The rise & spread of Muslim power (in Africa and the Middle East) blocked or impeded the European import of elephant ivory. Consequently the Norse Greenlanders initially became quite wealthy by harvesting and exporting walrus ivory to Western Europe. But that trade later altered as "geopolitics" changed.
Some aspects of Norse farming methodology were not well suited to Greenland conditions, and there was necessarily a swing to more reliance on wildlife hunting and especially the harvesting of seals.
The Norse despised the aboriginal Inuit as heathen & uncivilized. Intermarriage with Inuit and prudent diplomatic relations with Inuit did not happen. The reverse — there were increasing hostilities with the Inuit, skirmishes and even some pitched battles (casualty numbers small but of course higly significant for such a small population of Norse. *IIRC*, Diamond equated the Norse warriors lost in the worst battle, as representing the U.S. Army losing 3 million men in a single battle).
In short, the Norse failed to live with their Inuit neighbours and failed to make full use of the "technology" which had sustained the Inuit in Greenland over thousands of years. A lesson for us all..."
Using Daiamond's Collapse is problematic.

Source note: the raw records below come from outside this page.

//! The tracker: turns hits and events into page view, session, event and
//! user agent rows.

use std::sync::Arc;

use chrono::{DateTime, Utc};
use parking_lot::{Mutex, RwLock};
use pirsch_core::hit::{validate_event, validate_hit};
use pirsch_core::{
    fingerprint, Error, Event, EventRequest, HitRequest, PageView, Result, Salts, Session,
    SessionState, Sign, Store, UserAgent, VisitAttributes,
};
use telemetry::metrics;
use tokio::sync::{mpsc, oneshot, Semaphore};
use tokio::task::JoinHandle;
use tokio_util::sync::CancellationToken;
use tracing::{debug, error, info, warn};

use crate::batch::{self, Collector, ErrorHandler, Message, Record, Slot};
use crate::bot::BotFilter;
use crate::cache::{HitKind, SessionCache, Transition, Visit};
use crate::config::TrackerConfig;
use crate::request::{attributes, Page};
use crate::ua::{GeoLookup, NoGeoLookup, UserAgentParser, WootheeParser};

/// Optional collaborators of a tracker.
pub struct TrackerOptions {
    pub user_agent_parser: Arc<dyn UserAgentParser>,
    pub geo: Arc<dyn GeoLookup>,
    /// Called for every batch that fails to save.
    pub on_error: Option<ErrorHandler>,
}

impl Default for TrackerOptions {
    fn default() -> Self {
        Self {
            user_agent_parser: Arc::new(WootheeParser::new()),
            geo: Arc::new(NoGeoLookup),
            on_error: None,
        }
    }
}

#[derive(Clone)]
struct Senders {
    page_views: mpsc::Sender<Message<PageView>>,
    sessions: mpsc::Sender<Message<Session>>,
    events: mpsc::Sender<Message<Event>>,
    user_agents: mpsc::Sender<Message<UserAgent>>,
}

/// A hit that passed validation and bot checks.
struct Accepted {
    visitor_id: u64,
    stored: Option<Session>,
    page: Page,
    attributes: VisitAttributes,
}

/// Session-stitching tracker.
///
/// Must be created inside a tokio runtime; collectors and the eviction
/// sweeper run as tasks on it.
pub struct Tracker {
    config: TrackerConfig,
    salts: Salts,
    store: Arc<dyn Store>,
    cache: Arc<SessionCache>,
    bots: BotFilter,
    user_agent_parser: Arc<dyn UserAgentParser>,
    geo: Arc<dyn GeoLookup>,
    senders: RwLock<Option<Senders>>,
    /// Save workers, one pool per channel.
    pools: Vec<Arc<Semaphore>>,
    cancel: CancellationToken,
    sweeper_cancel: CancellationToken,
    tasks: Mutex<Vec<JoinHandle<()>>>,
}

impl Tracker {
    pub fn new(store: Arc<dyn Store>, config: TrackerConfig) -> Result<Self> {
        Self::with_options(store, config, TrackerOptions::default())
    }

    pub fn with_options(
        store: Arc<dyn Store>,
        config: TrackerConfig,
        options: TrackerOptions,
    ) -> Result<Self> {
        config.validate()?;
        if config.salt.is_empty() {
            warn!("Tracker salt is empty; fingerprints are predictable");
        }

        let cancel = CancellationToken::new();
        let sweeper_cancel = CancellationToken::new();
        let cache = Arc::new(SessionCache::new(
            config.shards,
            config.inactivity_timeout,
            config.max_session_length,
            config.min_page_view_interval,
        ));

        let mut tasks = Vec::with_capacity(5);
        let mut pools = Vec::with_capacity(4);
        let (page_views, pool, handle) = spawn_collector::<PageView>(&config, &store, &options, &cancel);
        pools.push(pool);
        tasks.push(handle);
        let (sessions, pool, handle) = spawn_collector::<Session>(&config, &store, &options, &cancel);
        pools.push(pool);
        tasks.push(handle);
        let (events, pool, handle) = spawn_collector::<Event>(&config, &store, &options, &cancel);
        pools.push(pool);
        tasks.push(handle);
        let (user_agents, pool, handle) = spawn_collector::<UserAgent>(&config, &store, &options, &cancel);
        pools.push(pool);
        tasks.push(handle);
        tasks.push(spawn_sweeper(
            cache.clone(),
            config.eviction_interval,
            sweeper_cancel.clone(),
        ));

        info!(
            workers = config.workers,
            batch_size = config.batch_size,
            batch_max_age_ms = %config.batch_max_age.as_millis(),
            shards = config.shards,
            "Tracker started"
        );

        Ok(Self {
            salts: Salts::new(config.salt.clone()),
            bots: BotFilter::new(config.max_hits_per_day),
            config,
            store,
            cache,
            user_agent_parser: options.user_agent_parser,
            geo: options.geo,
            senders: RwLock::new(Some(Senders {
                page_views,
                sessions,
                events,
                user_agents,
            })),
            pools,
            cancel,
            sweeper_cancel,
            tasks: Mutex::new(tasks),
        })
    }

    pub fn config(&self) -> &TrackerConfig {
        &self.config
    }

    /// Number of cached sessions.
    pub fn cached_sessions(&self) -> usize {
        self.cache.len()
    }

    fn senders(&self) -> Result<Senders> {
        self.senders.read().clone().ok_or(Error::Stopped)
    }

    /// Tracks a page view at `now`. Channel capacity is reserved before the
    /// session changes, so a rejected hit leaves the cache untouched.
    pub async fn hit(&self, hit: &HitRequest, now: DateTime<Utc>) -> Result<()> {
        let senders = self.senders()?;
        metrics().hits_received.inc();
        if let Err(e) = validate_hit(hit) {
            metrics().hits_rejected.inc();
            return Err(e);
        }

        let Some(accepted) = self.accept(&senders, hit, now).await? else {
            return Ok(());
        };

        let page_views = self.reserve(&senders.page_views).await?;
        let sessions = self.reserve(&senders.sessions).await?;
        let transition = self.cache.find_or_create(
            hit.client_id,
            accepted.visitor_id,
            now,
            Visit {
                kind: HitKind::PageView,
                path: &accepted.page.path,
                title: &hit.title,
                attributes: &accepted.attributes,
            },
            accepted.stored.as_ref(),
        );

        let row = page_view(&transition, now, &accepted.page.path, &hit.title, &accepted.attributes);
        page_views.send(vec![row]);
        sessions.send(session_rows(&transition));
        Ok(())
    }

    /// Tracks a custom event at `now`. A visitor without a live session gets
    /// a new session and a page view for the event's page first.
    pub async fn event(
        &self,
        event: &EventRequest,
        hit: &HitRequest,
        now: DateTime<Utc>,
    ) -> Result<()> {
        let senders = self.senders()?;
        metrics().events_received.inc();
        if let Err(e) = validate_event(event, hit) {
            metrics().hits_rejected.inc();
            return Err(e);
        }

        let Some(accepted) = self.accept(&senders, hit, now).await? else {
            return Ok(());
        };

        let page_views = self.reserve(&senders.page_views).await?;
        let sessions = self.reserve(&senders.sessions).await?;
        let events = self.reserve(&senders.events).await?;
        let transition = self.cache.find_or_create(
            hit.client_id,
            accepted.visitor_id,
            now,
            Visit {
                kind: HitKind::Event,
                path: &accepted.page.path,
                title: &hit.title,
                attributes: &accepted.attributes,
            },
            accepted.stored.as_ref(),
        );

        if transition.prior.is_none() {
            let row = page_view(&transition, now, &accepted.page.path, &hit.title, &accepted.attributes);
            page_views.send(vec![row]);
        }
        sessions.send(session_rows(&transition));

        let (event_meta_keys, event_meta_values) = event
            .meta
            .iter()
            .map(|(k, v)| (k.clone(), v.clone()))
            .unzip();
        let row = Event {
            client_id: hit.client_id,
            visitor_id: accepted.visitor_id,
            time: now,
            session_id: transition.state.session_id,
            event_name: event.name.trim().to_string(),
            event_meta_keys,
            event_meta_values,
            duration_seconds: event.duration_seconds,
            path: accepted.page.path,
            title: hit.title.clone(),
            attributes: accepted.attributes,
        };
        events.send(vec![row]);
        Ok(())
    }

    /// Runs the checks shared by hits and events and resolves the visitor.
    /// `None` means the hit is not tracked.
    async fn accept(
        &self,
        senders: &Senders,
        hit: &HitRequest,
        now: DateTime<Utc>,
    ) -> Result<Option<Accepted>> {
        let user_agent = self.user_agent_parser.parse(&hit.user_agent);
        if user_agent.crawler {
            metrics().hits_dropped_bot.inc();
            debug!(client_id = hit.client_id, "Dropped crawler hit");
            return Ok(None);
        }

        if self.bots.sample_user_agent(now, &hit.user_agent) {
            let row = UserAgent {
                time: now,
                user_agent: hit.user_agent.clone(),
            };
            self.reserve(&senders.user_agents).await?.send(vec![row]);
        }

        if !self.bots.accept(now, &hit.ip, &hit.user_agent) {
            metrics().hits_dropped_bot.inc();
            debug!(client_id = hit.client_id, "Dropped hit over daily limit");
            return Ok(None);
        }

        let page = Page::parse(&hit.url)?;
        let attributes = attributes(hit, &page, &user_agent, self.geo.lookup(&hit.ip));
        let (visitor_id, stored) = self.resolve_visitor(hit, now).await;
        Ok(Some(Accepted {
            visitor_id,
            stored,
            page,
            attributes,
        }))
    }

    /// Picks today's or yesterday's fingerprint, whichever has a live
    /// session, and loads a stored session on a cache miss.
    async fn resolve_visitor(&self, hit: &HitRequest, now: DateTime<Utc>) -> (u64, Option<Session>) {
        let (today, yesterday) = self.salts.current(now);
        let current = fingerprint(&today, &hit.ip, &hit.user_agent);
        let previous = fingerprint(&yesterday, &hit.ip, &hit.user_agent);

        if self.cache.contains_live(hit.client_id, current, now) {
            return (current, None);
        }
        if previous != current && self.cache.contains_live(hit.client_id, previous, now) {
            return (previous, None);
        }
        if !self.config.lookup_store_sessions {
            return (current, None);
        }

        let max_age = now
            - chrono::Duration::from_std(self.config.inactivity_timeout)
                .unwrap_or_else(|_| chrono::Duration::minutes(30));
        for visitor_id in [current, previous] {
            match self.store.session(hit.client_id, visitor_id, max_age).await {
                Ok(Some(session)) => return (visitor_id, Some(session)),
                Ok(None) => {}
                Err(e) => {
                    warn!(client_id = hit.client_id, error = %e, "Session lookup failed");
                    break;
                }
            }
            if previous == current {
                break;
            }
        }
        (current, None)
    }

    async fn reserve<'a, T: Record>(&self, tx: &'a mpsc::Sender<Message<T>>) -> Result<Slot<'a, T>> {
        batch::reserve(tx, self.config.enqueue_timeout).await
    }

    /// Saves everything accepted so far and waits for the inserts to finish.
    pub async fn flush(&self) -> Result<()> {
        let senders = self.senders()?;
        flush_channel(&senders.page_views).await?;
        flush_channel(&senders.sessions).await?;
        flush_channel(&senders.events).await?;
        flush_channel(&senders.user_agents).await?;
        drop(senders);
        self.wait_for_workers().await
    }

    async fn wait_for_workers(&self) -> Result<()> {
        let all = self.config.workers as u32;
        for pool in &self.pools {
            let _permits = pool
                .acquire_many(all)
                .await
                .map_err(|_| Error::internal("worker pool closed"))?;
        }
        Ok(())
    }

    /// Flushes and stops the tracker. Records still queued when the grace
    /// period ends are dropped. Later calls to `hit`, `event` and `flush`
    /// fail with `Stopped`.
    pub async fn stop(&self) -> Result<()> {
        let Some(senders) = self.senders.write().take() else {
            return Ok(());
        };
        drop(senders);
        self.sweeper_cancel.cancel();

        let tasks: Vec<JoinHandle<()>> = std::mem::take(&mut *self.tasks.lock());
        let drain = async {
            for task in tasks {
                if let Err(e) = task.await {
                    error!(error = %e, "Tracker task failed");
                }
            }
            self.wait_for_workers().await
        };

        match tokio::time::timeout(self.config.stop_grace_period, drain).await {
            Ok(result) => {
                info!("Tracker stopped");
                result
            }
            Err(_) => {
                self.cancel.cancel();
                error!(
                    grace_period_secs = self.config.stop_grace_period.as_secs(),
                    "Tracker stop timed out; dropping queued records"
                );
                Ok(())
            }
        }
    }
}

impl Drop for Tracker {
    fn drop(&mut self) {
        self.sweeper_cancel.cancel();
    }
}

fn spawn_collector<T: Record>(
    config: &TrackerConfig,
    store: &Arc<dyn Store>,
    options: &TrackerOptions,
    cancel: &CancellationToken,
) -> (mpsc::Sender<Message<T>>, Arc<Semaphore>, JoinHandle<()>) {
    let (tx, rx) = mpsc::channel(config.channel_capacity);
    let pool = Arc::new(Semaphore::new(config.workers));
    let collector = Collector::<T> {
        rx,
        store: store.clone(),
        pool: pool.clone(),
        batch_size: config.batch_size,
        max_age: config.batch_max_age,
        on_error: options.on_error.clone(),
        cancel: cancel.clone(),
    };
    (tx, pool, tokio::spawn(collector.run()))
}

fn spawn_sweeper(
    cache: Arc<SessionCache>,
    interval: std::time::Duration,
    cancel: CancellationToken,
) -> JoinHandle<()> {
    tokio::spawn(async move {
        let mut ticker = tokio::time::interval(interval);
        ticker.tick().await;
        loop {
            tokio::select! {
                _ = cancel.cancelled() => break,
                _ = ticker.tick() => {
                    let evicted = cache.evict(Utc::now());
                    if evicted > 0 {
                        debug!(evicted = evicted, "Evicted sessions");
                    }
                }
            }
        }
    })
}

async fn flush_channel<T: Record>(tx: &mpsc::Sender<Message<T>>) -> Result<()> {
    let (done, wait) = oneshot::channel();
    tx.send(Message::Flush(done))
        .await
        .map_err(|_| Error::Stopped)?;
    wait.await.map_err(|_| Error::Stopped)
}

fn page_view(
    transition: &Transition,
    now: DateTime<Utc>,
    path: &str,
    title: &str,
    attributes: &VisitAttributes,
) -> PageView {
    let state: &SessionState = &transition.state;
    PageView {
        client_id: state.client_id,
        visitor_id: state.visitor_id,
        session_id: state.session_id,
        time: now,
        duration_seconds: transition.since_secs,
        path: path.to_string(),
        title: title.to_string(),
        attributes: attributes.clone(),
    }
}

/// The cancel row of the prior state, if any, followed by the new state.
fn session_rows(transition: &Transition) -> Vec<Session> {
    let mut rows = Vec::with_capacity(2);
    if let Some(prior) = &transition.prior {
        rows.push(prior.to_row(Sign::Cancel));
    }
    rows.push(transition.state.to_row(Sign::State));
    rows
}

1) Diamond's argument (actually, McGovern's, see "The Fate of Greenland's Vikings", Archaeology) that the Norse should have adopted the toggle harpoon for ring seal hunting ignores that fact that even the Inuit (Eskimos) couldn't make them work for coastal fishing during this time, since the ice wasn't thick enough (see Gad, History of Greenland, Vol. I, p. 166).
2) Diamond's (and McGovern's) claim that Greenland Norse didn't fish is ridiculous. When asked by a journalist, the archaeologist Jette Arneborg literally laughed (see Brown, The Far Traveler, 153). If Diamond had properly studied the Farm Beneath the Sands study, he would have realized that the reason so few fish bones were found is that they are very fragile, so the archaeologists weren't even looking for them at first. Once they started, despite the inherent difficulty, they found them (Enghoff, 7, 19, 48, 88). They also ignore Greenland Norse fishing gear, and the Norse accounts of fishing.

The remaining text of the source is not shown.